Архитектор технологического центра Microsoft в России Иван Будылин напомнил изданию, что прекращение поддержки означает отсутствие обновлений безопасности, а использование ОС без таких обновлений чревато рисками потери данных. По правилам российские банки должны по рекомендации Microsoft перейти на OC Windows 10, поскольку работа без техподдержки противоречит требованиям информбезопасности в рамках профильного ГОСТа и нормативных актов Федеральной службы по техническому и экспортному контролю (ФСТЭК). Например, в положении ФСТЭК N 55 указано, что действие выданного сертификата на программное обеспечение прекращается в случае прекращения техподдержки, а положение Центробанка N 382-П обязывает банки использовать только сертифицированное ПО.
Однако опрос "Коммерсанта" показал, что пока российские банки не готовы отказаться от Windows 7 и Windows Server 2008. Так, в некоторых банках сообщили о заключении с Microsoft соглашения о платной поддержке в течение трех лет, но источник издания в Microsoft, назвал это временной мерой, а не альтернативой обновлению ОС.
Представитель "Альфа-банка" сообщили, что переход на новые ОС был завершен осенью прошлого года. Процесс охватил 25 тыс. устройств и продлился около полутора лет, а также потребовал модернизации парка рабочих станций и доработки нескольких систем для совместимости с Windows 10. В ВТБ сообщили, что обновление систем банка идет в плановом режиме.
Согласно данным сервиса Statcounter, в декабре 2019 года доля компьютеров с Windows 7 в России составляла около 32%. По мнению бизнес-консультанта по безопасности компании Cisco Алексея Лукацкого, в банках Windows 7 установлена на 20% компьютеров. По словам управляющего партнера экспертной группы Veta Ильи Жарского, речь идет примерно о 260 тыс. устройств – для обновления этого парка с установкой операционной системы Windows 10 может потребоваться не менее 15 млрд рублей.
Как полагает Лукацкий, компьютер с необновляемой ОС не представляет угрозу информбезопасности, если работает в локальной сети, защищенной антивирусами. В свою очередь руководитель группы исследований безопасности банковских систем Positive Technologies Ярослав Бабин заявил, что работать без техподдержки относительно безопасно только до тех пор, пока злоумышленники не найдут в ОС неустраненную уязвимость.
Отметим, что банки не впервые оказались в такой ситуации. В 2015 году Microsoft прекратила техподдержку Windows Server 2003. По словам Лукацкого, тогда ФСТЭК разослала письмо о продлении ранее выданных сертификатов до августа 2017 года, что дало рынку возможность плавно обновить софт.

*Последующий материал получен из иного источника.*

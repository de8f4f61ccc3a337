use std::collections::HashMap;
use std::fmt::{self, Debug};
use std::sync::Arc;

use storm_agent_model::ModelTool;

use super::{DynTool, Tool, TypedTool};

/// A name to tool mapping owned by one agent.
///
/// Registering a tool whose name is already taken replaces the old tool
/// (last write wins). The replaced tool is returned to the caller and a
/// warning is logged, so the override is never silent.
#[derive(Clone, Default)]
pub struct ToolRegistry {
    tools: HashMap<String, Arc<dyn DynTool>>,
}

impl ToolRegistry {
    /// Creates an empty registry.
    #[inline]
    pub fn new() -> Self {
        Self::default()
    }

    /// Registers a typed tool.
    #[inline]
    pub fn register<T: Tool>(&mut self, tool: T) -> Option<Arc<dyn DynTool>> {
        self.register_dyn(Arc::new(TypedTool(tool)))
    }

    /// Registers a tool object, such as one discovered at runtime.
    pub fn register_dyn(
        &mut self,
        tool: Arc<dyn DynTool>,
    ) -> Option<Arc<dyn DynTool>> {
        let name = tool.name().to_owned();
        let replaced = self.tools.insert(name, tool);
        if let Some(replaced) = &replaced {
            warn!("tool `{}` has been replaced", replaced.name());
        }
        replaced
    }

    /// Removes a tool by name.
    #[inline]
    pub fn unregister(&mut self, name: &str) -> Option<Arc<dyn DynTool>> {
        self.tools.remove(name)
    }

    /// Looks up a tool by name.
    #[inline]
    pub fn get(&self, name: &str) -> Option<&Arc<dyn DynTool>> {
        self.tools.get(name)
    }

    /// Returns `true` if a tool with this name is registered.
    #[inline]
    pub fn contains(&self, name: &str) -> bool {
        self.tools.contains_key(name)
    }

    /// Returns the number of registered tools.
    #[inline]
    pub fn len(&self) -> usize {
        self.tools.len()
    }

    /// Returns `true` if no tool is registered.
    #[inline]
    pub fn is_empty(&self) -> bool {
        self.tools.is_empty()
    }

    /// Returns the names of all tools, sorted.
    pub fn names(&self) -> Vec<&str> {
        let mut names: Vec<_> = self.tools.keys().map(String::as_str).collect();
        names.sort_unstable();
        names
    }

    /// Returns the definitions of all tools, sorted by name so that
    /// requests built from them are reproducible.
    pub fn definitions(&self) -> Vec<ModelTool> {
        let mut definitions: Vec<_> =
            self.tools.values().map(|tool| tool.definition()).collect();
        definitions.sort_by(|a, b| a.name.cmp(&b.name));
        definitions
    }
}

impl Debug for ToolRegistry {
    fn fmt(&self, f: &mut fmt::Formatter<'_>) -> fmt::Result {
        f.debug_struct("ToolRegistry")
            .field("tools", &self.names())
            .finish()
    }
}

"На сегодняшний день такого письма нет, и остается надеяться, что в ближайшее время оно появится и снимет часть вопросов", – отметил эксперт, отметив, что без подобного письма у ЦБ есть все юридические основания для привлечения банков к ответственности. В неофициальном разговоре источник издания, близкий к ЦБ, отметил, что для регулятора главное, чтобы у банков был настроен процесс выявления и ликвидации атак-угроз.